The Sharks, who trail the Kings 2-1 entering Game 4 of the best-of-7 series Tuesday at HP Pavilion (10 p.m. ET, NBCSN, TSN, RDS), signed Kearns as a free agent July 2, 2012, and he led Worcester of the American Hockey League in goals (21), assists (25), points (46), power-play goals (11) and shots on goal (136). He was selected for the AHL All-Star Game.

Kearns played one regular-season game this season for the Sharks, but after forwards Martin Havlat and Adam Burish were injured during a quarterfinal-round sweep of the Vancouver Canucks, Kearns was in the lineup for the first three games against Los Angeles as a fourth-line forward.

"It's a cool story," Burish said. "He's worked his way up. I didn't know that until probably a week ago. Somebody was telling me his story. To work your way up like that is pretty cool. I think every guy in the locker room or any guy in hockey appreciates that because you know how hard it is. Even guys that never played in the minors, they know how hard it is just to get here.

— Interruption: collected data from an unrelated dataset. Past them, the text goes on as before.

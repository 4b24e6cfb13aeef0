//! In-memory [`FulfillmentStore`] for tests and embedded hosts.
//!
//! A single async mutex is the atomic boundary: every read-merge-write runs
//! while holding it.

use std::collections::HashMap;

use async_trait::async_trait;
use serde_json::Value;
use shiprocket_core::fulfillment::{Fulfillment, ShipmentUpdate};
use shiprocket_core::services::FulfillmentStore;
use shiprocket_core::StoreError;
use tokio::sync::Mutex;

#[derive(Default)]
pub struct MemoryFulfillmentStore {
    fulfillments: Mutex<HashMap<String, Fulfillment>>,
}

impl MemoryFulfillmentStore {
    pub fn new() -> Self {
        Self::default()
    }

    pub async fn insert(&self, fulfillment: Fulfillment) {
        self.fulfillments
            .lock()
            .await
            .insert(fulfillment.id.clone(), fulfillment);
    }

    pub async fn get(&self, fulfillment_id: &str) -> Option<Fulfillment> {
        self.fulfillments.lock().await.get(fulfillment_id).cloned()
    }
}

#[async_trait]
impl FulfillmentStore for MemoryFulfillmentStore {
    async fn fetch(&self, fulfillment_id: &str) -> Result<Fulfillment, StoreError> {
        self.get(fulfillment_id)
            .await
            .ok_or_else(|| StoreError::NotFound(fulfillment_id.to_string()))
    }

    async fn apply(
        &self,
        fulfillment_id: &str,
        updates: Vec<ShipmentUpdate>,
    ) -> Result<Fulfillment, StoreError> {
        let mut fulfillments = self.fulfillments.lock().await;
        let fulfillment = fulfillments
            .get_mut(fulfillment_id)
            .ok_or_else(|| StoreError::NotFound(fulfillment_id.to_string()))?;
        fulfillment.apply(&updates);
        Ok(fulfillment.clone())
    }

    async fn set_metadata(
        &self,
        fulfillment_id: &str,
        key: &str,
        value: Value,
    ) -> Result<Fulfillment, StoreError> {
        let mut fulfillments = self.fulfillments.lock().await;
        let fulfillment = fulfillments
            .get_mut(fulfillment_id)
            .ok_or_else(|| StoreError::NotFound(fulfillment_id.to_string()))?;
        fulfillment.metadata.insert(key.to_string(), value);
        Ok(fulfillment.clone())
    }
}

#[cfg(test)]
mod tests {
    use super::*;
    use assert_matches::assert_matches;
    use serde_json::{json, Map};
    use shiprocket_core::fulfillment::{ShipmentEntity, ShipmentKey};
    use std::sync::Arc;

    fn patch(key: &str, value: Value) -> Map<String, Value> {
        let mut map = Map::new();
        map.insert(key.into(), value);
        map
    }

    #[tokio::test]
    async fn unknown_fulfillment_is_not_found() {
        let store = MemoryFulfillmentStore::new();
        assert_matches!(store.fetch("ful_x").await, Err(StoreError::NotFound(_)));
        assert_matches!(store.apply("ful_x", vec![]).await, Err(StoreError::NotFound(_)));
    }

    #[tokio::test]
    async fn concurrent_entity_updates_do_not_clobber_each_other() {
        let store = Arc::new(MemoryFulfillmentStore::new());
        store.insert(Fulfillment::new("ful_1")).await;

        let entities = [
            ShipmentEntity::AwbGeneration,
            ShipmentEntity::Pickup,
            ShipmentEntity::Label,
            ShipmentEntity::Manifest,
        ];
        let tasks: Vec<_> = entities
            .into_iter()
            .map(|entity| {
                let store = Arc::clone(&store);
                tokio::spawn(async move {
                    let update = ShipmentUpdate::entity(
                        ShipmentKey::Shipment("77".into()),
                        entity,
                        patch("done", json!(true)),
                    );
                    store.apply("ful_1", vec![update]).await.unwrap();
                })
            })
            .collect();
        for task in tasks {
            task.await.unwrap();
        }

        let saved = store.fetch("ful_1").await.unwrap();
        assert_eq!(saved.data.len(), 1);
        let entry = saved.shipment("77").unwrap();
        for entity in entities {
            assert_eq!(entry.data[entity.as_str()]["done"], true, "{entity}");
        }
    }

    #[tokio::test]
    async fn metadata_is_set_per_key() {
        let store = MemoryFulfillmentStore::new();
        store.insert(Fulfillment::new("ful_1")).await;
        let saved = store
            .set_metadata("ful_1", "shiprocket_order_id", json!("901"))
            .await
            .unwrap();
        assert_eq!(saved.provider_order_id().as_deref(), Some("901"));
    }
}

And now this guy's come from nowhere and grinded it out everywhere. Everybody gets excited hearing about that."

Kearns grew up playing hockey, but for a few years during his teens he had his sights set on a career as a professional golfer.

"I played in the World Juniors when I was 16 in golf," Kearns said. "I played on a Team Canada team. I played in the Canadian Juniors. Played a lot over the border in Washington and Oregon -- all junior events. I was decent when I was 15 and 16 and then my game took a turn for the worse, unfortunately. But yeah, I was very competitive [in golf] as a kid."

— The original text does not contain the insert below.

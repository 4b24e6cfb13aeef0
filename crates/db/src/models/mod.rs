pub mod fulfillment;
pub mod order;
pub mod stock_location;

Kearns wound up walking onto the hockey team at the University of Calgary, where he scored 83 points in four seasons while earning his degree in economics. After that, he earned a job with Toledo of the ECHL. Minor-league stops followed in Cleveland, Milwaukee, Norfolk, Reading, Rockford, San Antonio and Worcester. Kearns played five games for the Florida Panthers in 2011-02 before the one this season for the Sharks.

What's kept him going?

"I feel like I've gotten better every year," Kearns said. "That was the big thing. And I've been given new opportunities. New teams have taken chances on me. July 1 rolls around and you're never sure if you're going to be able to stay and play. I've been pretty lucky around that time. I've gotten calls from teams, and they're pretty easy decisions. Europe's not really an option for me. It doesn't really appeal to me right now. My dream is to play in the NHL, and that's where I'd like to be."

Kearns has yet to record a point in the playoffs -- or in an NHL game. But it is a small samples size, and the Sharks aren't asking him to be an offensive force.

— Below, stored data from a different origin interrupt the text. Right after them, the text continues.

//! Courier serviceability per item and pickup location.
//!
//! One remote query per item, all in flight at once. Each item's outcome is
//! its own [`ProviderResult`]; a failed query never aborts its siblings.

use futures::future::join_all;
use shiprocket_client::endpoints;
use shiprocket_client::wire::{
    domestic_cod_flag, international_cod_flag, DomesticServiceabilityQuery,
    InternationalServiceabilityQuery,
};
use shiprocket_core::fulfillment::Fulfillment;
use shiprocket_core::order::{LineItem, Order, ShippingMethod, StockLocation};
use shiprocket_core::shipping_option::{ShippingMode, ShippingOptionKind};
use shiprocket_core::ProviderResult;

use crate::provider::ShiprocketProvider;

/// A fulfillment annotated with the serviceability of each order item.
#[derive(Debug, Clone)]
pub struct FulfillmentServiceability {
    pub fulfillment: Fulfillment,
    pub serviceability: Vec<ProviderResult>,
}

impl FulfillmentServiceability {
    pub fn is_serviceable(&self) -> bool {
        self.serviceability.iter().all(|r| r.status)
    }
}

impl ShiprocketProvider {
    /// Check every fulfillment of `order` from its stock location.
    ///
    /// Orders delivered inside the home country are checked with the mode
    /// and COD setting of `method`; all others go through the international
    /// query. Results keep the order of `order.fulfillments` and of
    /// `order.items`.
    pub async fn check_serviceability(
        &self,
        order: &Order,
        method: &ShippingMethod,
        is_return: bool,
    ) -> Vec<FulfillmentServiceability> {
        let kind = ShippingOptionKind::from_id(&method.shipping_option_id);

        let checks = order.fulfillments.iter().map(|fulfillment| async move {
            let serviceability = match self.fulfillment_location(fulfillment).await {
                Ok(location) => {
                    self.items_serviceability(order, kind, &location, order.items.iter(), is_return)
                        .await
                }
                Err(message) => order
                    .items
                    .iter()
                    .map(|_| ProviderResult::failure(message.clone()))
                    .collect(),
            };
            FulfillmentServiceability {
                fulfillment: fulfillment.clone(),
                serviceability,
            }
        });

        join_all(checks).await
    }

    /// `GET courier/serviceability`.
    pub async fn get_serviceability(&self, query: &DomesticServiceabilityQuery) -> ProviderResult {
        self.api
            .get_with_query(endpoints::SERVICEABILITY, query)
            .await
    }

    /// `GET courier/international/serviceability`.
    pub async fn get_international_serviceability(
        &self,
        query: &InternationalServiceabilityQuery,
    ) -> ProviderResult {
        self.api
            .get_with_query(endpoints::INTERNATIONAL_SERVICEABILITY, query)
            .await
    }

    /// One result per item, checked from `location`.
    pub(crate) async fn items_serviceability<'a>(
        &self,
        order: &Order,
        kind: Option<ShippingOptionKind>,
        location: &StockLocation,
        items: impl Iterator<Item = &'a LineItem>,
        is_return: bool,
    ) -> Vec<ProviderResult> {
        let pickup_postcode = location.address.postal_code.clone();

        if order
            .delivery_country_code()
            .eq_ignore_ascii_case(&self.config.home_country)
        {
            let mode = kind.map(|k| k.mode()).unwrap_or(ShippingMode::Air);
            let cod = kind.is_some_and(|k| k.is_cod());
            let delivery_postcode = order
                .shipping_address
                .as_ref()
                .unwrap_or(&order.billing_address)
                .postal_code
                .clone();

            let queries = items.map(|item| {
                let variant = &item.variant;
                let query = DomesticServiceabilityQuery {
                    pickup_postcode: pickup_postcode.clone(),
                    delivery_postcode: delivery_postcode.clone(),
                    cod: domestic_cod_flag(cod),
                    weight: variant.weight.unwrap_or(0.0),
                    length: variant.length.unwrap_or(0.0),
                    breadth: variant.width.unwrap_or(0.0),
                    height: variant.height.unwrap_or(0.0),
                    mode,
                    is_return: u8::from(is_return),
                    declared_value: item.unit_price * f64::from(item.quantity),
                    order_id: order.id.clone(),
                };
                async move { self.get_serviceability(&query).await }
            });
            join_all(queries).await
        } else {
            let currency = order
                .payment_currency
                .clone()
                .unwrap_or_else(|| self.config.default_currency.clone());
            let delivery_country = order.delivery_country_code().to_uppercase();

            let queries = items.map(|item| {
                let query = InternationalServiceabilityQuery {
                    pickup_postcode: pickup_postcode.clone(),
                    delivery_country: delivery_country.clone(),
                    cod: international_cod_flag(false),
                    weight: item.variant.weight.unwrap_or(0.0),
                    currency: currency.clone(),
                    order_id: order.id.clone(),
                };
                async move { self.get_international_serviceability(&query).await }
            });
            join_all(queries).await
        }
    }

    async fn fulfillment_location(&self, fulfillment: &Fulfillment) -> Result<StockLocation, String> {
        let location_id = fulfillment
            .location_id
            .as_deref()
            .ok_or_else(|| format!("Fulfillment {} has no stock location", fulfillment.id))?;
        self.stock_locations
            .retrieve(location_id)
            .await
            .map_err(|e| {
                tracing::warn!(location_id, error = %e, "Stock location lookup failed");
                e.to_string()
            })
    }
}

"I try to adapt to my situation," Kearns said. "I'm fourth line up here, so I have to be smart. Get pucks out, get pucks in, get some hits. In the back of my mind I feel like I can be a difference-maker if given the opportunity. That's what I want to focus on. It's good enough in a sense to go out and play like a fourth-liner, but it's obviously even better if you can chip in here or there with a goal or an assist."

Sharks coach Todd McLellan said he didn't know much about Kearns until after San Jose signed him.

"Anytime you sign a player, you do some research," McLellan said. "The quality of the person stands out more than anything, his perseverance and commitment to work his way through. He did play five games last year for Florida, and one of them happened to be in our building, and there was some talk after the game, 'Who was that guy?' He had an impact on the game. He then spent … the lockout year in Worcester and was the leading scorer and a very important piece of that team. I believe he benefitted from the lockout. We got to know him more as an individual and felt comfortable and trusted him in our situation here."

Sharks defenseman Jason Demers called Kearns' long journey to the playoffs an awesome story of perseverance.

"It shows you you're never out of it," Demers said. "There's always a chance if you pay your dues and you work hard. Obviously, some guys get it earlier than others. He's well-deserving of that and he's done a great job with us so far this year. He's a real professional in and around the rink. It shows. All the guys in Worcester love him too. It's fun to see stories like that. It couldn't have happened to a better guy, that's for sure."